Un petit cadeu, il documentario di Roberto Dassoni prodotto da Antonino Bussandri con la partecipazione del Comune di Piacenza. Attraverso interviste a maestri e pugili esplora  passato e presente della Salus et Virtus, storica società piacentina di pugilato, alternando con equilibrio costruzione e verità dei gesti, linguaggi televisivi e aperture cinematografiche: e grazie alle musiche di Massimo Braghieri fa affiorare i diversi aspetti di un microcosmo insieme unico e universale.

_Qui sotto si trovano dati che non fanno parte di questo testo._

//! Audio artifact store.
//!
//! Synthesized speech is held in memory under a content-addressed filename
//! (`<sha256 prefix>.mp3`) and served by reference. Entries expire after a
//! TTL and the store is capped, oldest first. A background task purges
//! expired entries until its shutdown token fires.

use std::sync::Arc;
use std::time::Duration;

use chat_core::hash_bytes;
use indexmap::IndexMap;
use tokio::sync::Mutex;
use tokio::task::JoinHandle;
use tokio::time::{interval, Instant, MissedTickBehavior};
use tokio_util::sync::CancellationToken;
use tracing::{debug, info};

/// Hex characters of the content hash used in filenames.
const NAME_HASH_CHARS: usize = 32;

struct StoredArtifact {
    bytes: Arc<Vec<u8>>,
    stored_at: Instant,
}

/// In-memory, TTL-bounded store of synthesized audio.
pub struct ArtifactStore {
    ttl: Duration,
    max_entries: usize,
    url_prefix: String,
    /// Ordered oldest to newest registration.
    entries: Mutex<IndexMap<String, StoredArtifact>>,
}

impl ArtifactStore {
    pub fn new(ttl: Duration, max_entries: usize, url_prefix: impl Into<String>) -> Self {
        Self {
            ttl,
            max_entries: max_entries.max(1),
            url_prefix: url_prefix.into(),
            entries: Mutex::new(IndexMap::new()),
        }
    }

    /// Store audio and return its filename.
    ///
    /// Identical audio maps to the same filename; registering it again
    /// refreshes its expiry.
    pub async fn register(&self, bytes: Vec<u8>) -> String {
        let digest = hash_bytes(&bytes);
        let filename = format!("{}.mp3", &digest[..NAME_HASH_CHARS]);

        let mut entries = self.entries.lock().await;
        entries.shift_remove(&filename);
        entries.insert(
            filename.clone(),
            StoredArtifact {
                bytes: Arc::new(bytes),
                stored_at: Instant::now(),
            },
        );
        while entries.len() > self.max_entries {
            if let Some((evicted, _)) = entries.shift_remove_index(0) {
                debug!("Evicted audio artifact {} (capacity)", evicted);
            }
        }

        debug!("Registered audio artifact {}", filename);
        filename
    }

    /// Public URL for a filename.
    pub fn url_for(&self, filename: &str) -> String {
        format!("{}{}", self.url_prefix, filename)
    }

    /// Audio bytes for a filename, if present and not expired.
    pub async fn get(&self, filename: &str) -> Option<Arc<Vec<u8>>> {
        let mut entries = self.entries.lock().await;
        let expired = entries.get(filename)?.stored_at.elapsed() >= self.ttl;
        if expired {
            entries.shift_remove(filename);
            return None;
        }
        entries.get(filename).map(|artifact| artifact.bytes.clone())
    }

    /// Drop expired entries. Returns how many were removed.
    pub async fn purge_expired(&self) -> usize {
        let mut entries = self.entries.lock().await;
        let before = entries.len();
        entries.retain(|_, artifact| artifact.stored_at.elapsed() < self.ttl);
        before - entries.len()
    }

    /// Drop every entry.
    pub async fn clear(&self) {
        let mut entries = self.entries.lock().await;
        let count = entries.len();
        entries.clear();
        info!("Cleared {} audio artifacts", count);
    }

    pub async fn len(&self) -> usize {
        self.entries.lock().await.len()
    }

    pub async fn is_empty(&self) -> bool {
        self.len().await == 0
    }

    /// Spawn the periodic purge task. It stops when `shutdown` is cancelled.
    pub fn spawn_cleanup(self: &Arc<Self>, every: Duration, shutdown: CancellationToken) -> JoinHandle<()> {
        let store = Arc::clone(self);
        tokio::spawn(async move {
            let mut ticker = interval(every.max(Duration::from_millis(1)));
            ticker.set_missed_tick_behavior(MissedTickBehavior::Delay);
            loop {
                tokio::select! {
                    _ = shutdown.cancelled() => break,
                    _ = ticker.tick() => {
                        let removed = store.purge_expired().await;
                        if removed > 0 {
                            info!("Purged {} expired audio artifacts", removed);
                        }
                    }
                }
            }
            debug!("Audio cleanup task stopped");
        })
    }
}
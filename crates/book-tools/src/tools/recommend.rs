//! Book recommendation tool.

use std::sync::Arc;

use async_trait::async_trait;
use chat_core::{BookRecommender, ProgressEvent, ProgressSink};
use serde_json::json;
use tracing::debug;

use crate::error::ToolError;
use crate::function::BookFunction;
use crate::tool::{Tool, ToolArgs, ToolOutput};

/// Recommends up to three catalog books for the user's interests.
///
/// # Parameters
///
/// - `user_interests` (required): short phrase describing what the user likes
///
/// Without a configured recommender the tool answers
/// `{"status": "error", "recommended_books": []}`.
pub struct RecommendBooks {
    recommender: Option<Arc<dyn BookRecommender>>,
}

impl RecommendBooks {
    pub fn new(recommender: Arc<dyn BookRecommender>) -> Self {
        Self {
            recommender: Some(recommender),
        }
    }

    /// A tool with no recommender behind it.
    pub fn unconfigured() -> Self {
        Self { recommender: None }
    }

    pub fn from_option(recommender: Option<Arc<dyn BookRecommender>>) -> Self {
        Self { recommender }
    }
}

#[async_trait]
impl Tool for RecommendBooks {
    fn function(&self) -> BookFunction {
        BookFunction::RecommendBooks
    }

    async fn execute(&self, args: ToolArgs, sink: &dyn ProgressSink) -> Result<ToolOutput, ToolError> {
        let interests = args.get_string("user_interests")?;

        sink.emit(ProgressEvent::status(
            "Analyzing reading interests and recommending books...",
        ))
        .await;

        let Some(recommender) = self.recommender.as_ref() else {
            sink.emit(ProgressEvent::status(
                "Book recommendation assistant ID not configured",
            ))
            .await;
            return Ok(ToolOutput::failure(json!({ "recommended_books": [] })));
        };

        debug!("Recommending books for interests: {}", interests);
        let books = recommender.recommend(&interests).await?;

        sink.emit(ProgressEvent::status(format!(
            "Found {} matching book recommendations",
            books.len()
        )))
        .await;

        Ok(ToolOutput::success(json!({ "recommended_books": books })))
    }
}
//! Function dispatch seam between a run and the local tool handlers.
//!
//! The model asks for functions by name with JSON arguments. A
//! [`FunctionDispatcher`] turns each request into a JSON result object that
//! always carries a `status` field, so a failing handler never aborts the run
//! that asked for it.

use async_trait::async_trait;
use serde::{Deserialize, Serialize};
use serde_json::{json, Map, Value};

use crate::conversation::ToolCall;
use crate::events::ProgressSink;

/// Normalized outcome of a function invocation.
#[derive(Debug, Clone, Copy, PartialEq, Eq, Serialize, Deserialize)]
#[serde(rename_all = "snake_case")]
pub enum ToolStatus {
    Success,
    NotFound,
    Error,
    FunctionNotFound,
}

impl ToolStatus {
    pub fn as_str(&self) -> &'static str {
        match self {
            ToolStatus::Success => "success",
            ToolStatus::NotFound => "not_found",
            ToolStatus::Error => "error",
            ToolStatus::FunctionNotFound => "function_not_found",
        }
    }
}

/// Build a result object: `{"status": ..., <payload fields>}`.
///
/// Non-object payloads are ignored.
pub fn tool_result(status: ToolStatus, payload: Value) -> Value {
    let mut object = Map::new();
    object.insert("status".to_string(), json!(status.as_str()));
    if let Value::Object(fields) = payload {
        for (key, value) in fields {
            if key != "status" {
                object.insert(key, value);
            }
        }
    }
    Value::Object(object)
}

/// One dispatched invocation as reported back to the caller.
#[derive(Debug, Clone, PartialEq, Serialize, Deserialize)]
pub struct FunctionCallRecord {
    pub name: String,
    pub arguments: Value,
    pub result: Value,
}

impl FunctionCallRecord {
    /// The `status` field of the result, if present.
    pub fn status(&self) -> Option<&str> {
        self.result.get("status").and_then(Value::as_str)
    }

    /// The serialized result handed back to the model.
    pub fn output(&self) -> String {
        self.result.to_string()
    }
}

/// Executes model-requested functions.
#[async_trait]
pub trait FunctionDispatcher: Send + Sync {
    /// Execute one call. Never fails: problems are reported in the
    /// record's `status`.
    async fn dispatch(&self, call: &ToolCall, sink: &dyn ProgressSink) -> FunctionCallRecord;
}

#[cfg(test)]
mod tests {
    use super::*;

    #[test]
    fn test_tool_result_merges_payload() {
        let result = tool_result(ToolStatus::Success, json!({"matched_books": []}));
        assert_eq!(result["status"], "success");
        assert_eq!(result["matched_books"], json!([]));
    }

    #[test]
    fn test_tool_result_status_wins() {
        let result = tool_result(ToolStatus::NotFound, json!({"status": "success", "book": null}));
        assert_eq!(result["status"], "not_found");
        assert!(result["book"].is_null());
    }

    #[test]
    fn test_record_status_and_output() {
        let record = FunctionCallRecord {
            name: "x".to_string(),
            arguments: json!({}),
            result: tool_result(ToolStatus::FunctionNotFound, Value::Null),
        };
        assert_eq!(record.status(), Some("function_not_found"));
        assert_eq!(record.output(), r#"{"status":"function_not_found"}"#);
    }
}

Pica!Pica!Pica! vive di visi e di storie, quelli del maestro Roberto Alberti, della moglie Rita, dei pugili Anthony Cruz, Martin Velkov, Gheorghe Sabau, Marco Battaglia, Emanuela Amisani, Roberta Bonatti, Altin Dedej e di altri ancora che la videocamera di Dassoni inquadra per un istante o sui quali indugia a lungo, restituendone però sempre l’identità. Sono, quei visi e quelle storie, figura di tutti i visi e le storie che hanno popolato la Salus et Virtus in un secolo di storia. Chi l’ha frequentata, li ritroverà e si immergerà nel ricordo fino alla commozione. Chi non è mai entrato nella palestra di via Giordani avrà comunque un assaggio della sua atmosfera e scoprirà la natura grande della boxe. E proverà il desiderio di sperimentare.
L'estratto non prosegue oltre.